668       “Cristo morreu e reviveu para ser o Senhor dos mortos e dos vivos” (Rm 14,9). A Ascensão de Cristo ao Céu significa sua participação, em sua humanidade, no poder e na autoridade do próprio Deus. Jesus Cristo é Senhor: possui todo poder nos céus e na terra. Está “acima de toda autoridade, poder, potentado e soberania”, pois o Pai “tudo submeteu a seus pés (Ef 1,20-22). Cristo é o Senhor do cosmo e da história.  Nele, a história do homem e mesmo toda a criação encontram sua “recapitulação”‘, sua consumação transcendente.

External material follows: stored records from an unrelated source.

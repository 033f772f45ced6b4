//! 知识索引：由 knowledge 原语构建，按关键词重叠检索

use std::collections::HashSet;
use std::path::Path;

use walkdir::WalkDir;

use crate::knowledge::chunker::{split_markdown, Chunk};
use crate::knowledge::KnowledgeRetriever;
use crate::primitives::{PrimitiveKind, PrimitiveRegistry};

/// 将文本切分为小写词集合，用于简单相似度（词重叠数）
fn tokenize_lower(s: &str) -> HashSet<String> {
    s.split(|c: char| !c.is_alphanumeric() && c != '_')
        .map(|w| w.to_lowercase())
        .filter(|w| w.chars().count() > 1)
        .collect()
}

#[derive(Debug, Default)]
pub struct KnowledgeStore {
    chunks: Vec<(Chunk, HashSet<String>)>,
}

impl KnowledgeStore {
    pub fn from_chunks(chunks: Vec<Chunk>) -> Self {
        Self {
            chunks: chunks
                .into_iter()
                .map(|c| {
                    let mut tokens = tokenize_lower(&c.text);
                    for h in &c.headers {
                        tokens.extend(tokenize_lower(h));
                    }
                    (c, tokens)
                })
                .collect(),
        }
    }

    /// 每个 knowledge 原语贡献 `<base_path>/chunks/**/*.md`；没有 chunks 目录时用 entrypoint 文件
    pub fn build(registry: &PrimitiveRegistry) -> Self {
        let mut all = Vec::new();
        for primitive in registry.get_all(PrimitiveKind::Knowledge) {
            let chunks_dir = primitive.base_path.join("chunks");
            if chunks_dir.is_dir() {
                for entry in WalkDir::new(&chunks_dir)
                    .sort_by_file_name()
                    .into_iter()
                    .filter_map(|e| e.ok())
                    .filter(|e| e.file_type().is_file())
                    .filter(|e| e.path().extension().is_some_and(|ext| ext == "md"))
                {
                    all.extend(read_chunks(entry.path()));
                }
            } else {
                all.extend(read_chunks(&primitive.entrypoint_path()));
            }
        }
        tracing::info!(chunks = all.len(), "knowledge store built");
        Self::from_chunks(all)
    }

    pub fn len(&self) -> usize {
        self.chunks.len()
    }

    pub fn is_empty(&self) -> bool {
        self.chunks.is_empty()
    }
}

fn read_chunks(path: &Path) -> Vec<Chunk> {
    match std::fs::read_to_string(path) {
        Ok(content) => split_markdown(&content, path),
        Err(e) => {
            tracing::warn!(path = %path.display(), error = %e, "skipping unreadable knowledge file");
            Vec::new()
        }
    }
}

impl KnowledgeRetriever for KnowledgeStore {
    fn retrieve(&self, query: &str, k: usize) -> Vec<String> {
        let query_tokens = tokenize_lower(query);
        if query_tokens.is_empty() || k == 0 {
            return Vec::new();
        }
        let mut scored: Vec<(usize, &Chunk)> = self
            .chunks
            .iter()
            .map(|(chunk, tokens)| (query_tokens.intersection(tokens).count(), chunk))
            .filter(|(s, _)| *s > 0)
            .collect();
        // 稳定排序：同分保持建索引时的顺序
        scored.sort_by(|a, b| b.0.cmp(&a.0));
        scored.into_iter().take(k).map(|(_, c)| c.text.clone()).collect()
    }
}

669         Como Senhor, Cristo é também a cabeça da Igreja, que é seu Corpo. Elevado ao céu e glorificado, tendo assim cumprido plenamente sua missão, Ele permanece na terra em sua Igreja. A redenção é a fonte da autoridade que Cristo, em Virtude do Espírito Santo, exerce sobre a Igreja”. O Reino de Cristo já está misteriosamente presente na Igreja”, germe e início deste Reino na terra.

VI. TEXTOS DA ESPIRITUALIDADE SODÁLITE

Por meu Batismo cheguei a participar da grande vitória de Cristo sobre o pecado e a morte. Sim, «o grande estalo da Ressurreição nos alcançou no Batismo… a Ressurreição não passou, a Ressurreição nos alcançou e impregnou».

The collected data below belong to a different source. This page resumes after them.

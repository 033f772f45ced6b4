//! 上下文管理：token 估算与 ReAct 历史

pub mod history;
pub mod tokens;

pub use history::{serialize_steps, HistoryManager};
pub use tokens::{truncate_to_tokens, TokenEstimator};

Pelo Batismo, diz São Paulo, «nos incorporamos a Cristo, fomos incorporados com Ele na morte, para que, assim como Cristo foi despertado de entre os mortos pela glória do Pai, assim também nós andemos em uma vida nova». Por isso na grande celebração da Vigília pascal recordávamos o dom enorme de nosso próprio Batismo, renovando publicamente nossas promessas batismais, renunciando a Satanás e a todas as suas obras e seduções para reafirmar nossa fé em Deus e nossa adesão a Ele. Recebemos esta vida nova em Cristo pelo Dom do Espírito que nos transformou interiormente, fazendo de nós homens e mulheres novos.

Pois bem, este imenso dom é ao mesmo tempo uma tarefa, e como uma semente necessita ser regada e cuidada em seu desenvolvimento e crescimento, aquela transformação interior operada em mim requer também meu esforço e cooperação diários, reclamando uma vida que reflita minha condição e identidade de batizado.

Nesse mesmo sentido afirmar a ressurreição de Cristo necessariamente tem consequências práticas na vida cotidiana. Quem afirma que Jesus Cristo ressuscitou, há de viver de acordo com o que crê, pois do contrário terminará pensando como vive. Por isso mesmo a Ressurreição do Senhor Jesus é um potente chamado – para todos os que cremos nele – a morrer realmente ao homem velho e a todas as suas obras de morte para viver intensamente a vida nova que Cristo nos trouxe pelo Batismo. Assim, «consideremos, amadíssimos irmãos, a Ressurreição de Cristo. Com efeito, como sua paixão significava nossa vida velha, assim sua Ressurreição é sacramento de vida nova. (…) Você acreditou, foi batizado: a vida velha morreu na Cruz e foi sepultada no Batismo. Foi sepultada a vida velha, em que você vivia; agora você tem uma vida nova. Viva bem; viva de forma que, quando você morrer, não morra».

 

[1] Viador. Do latim viatore – aquele que viaja; peregrino.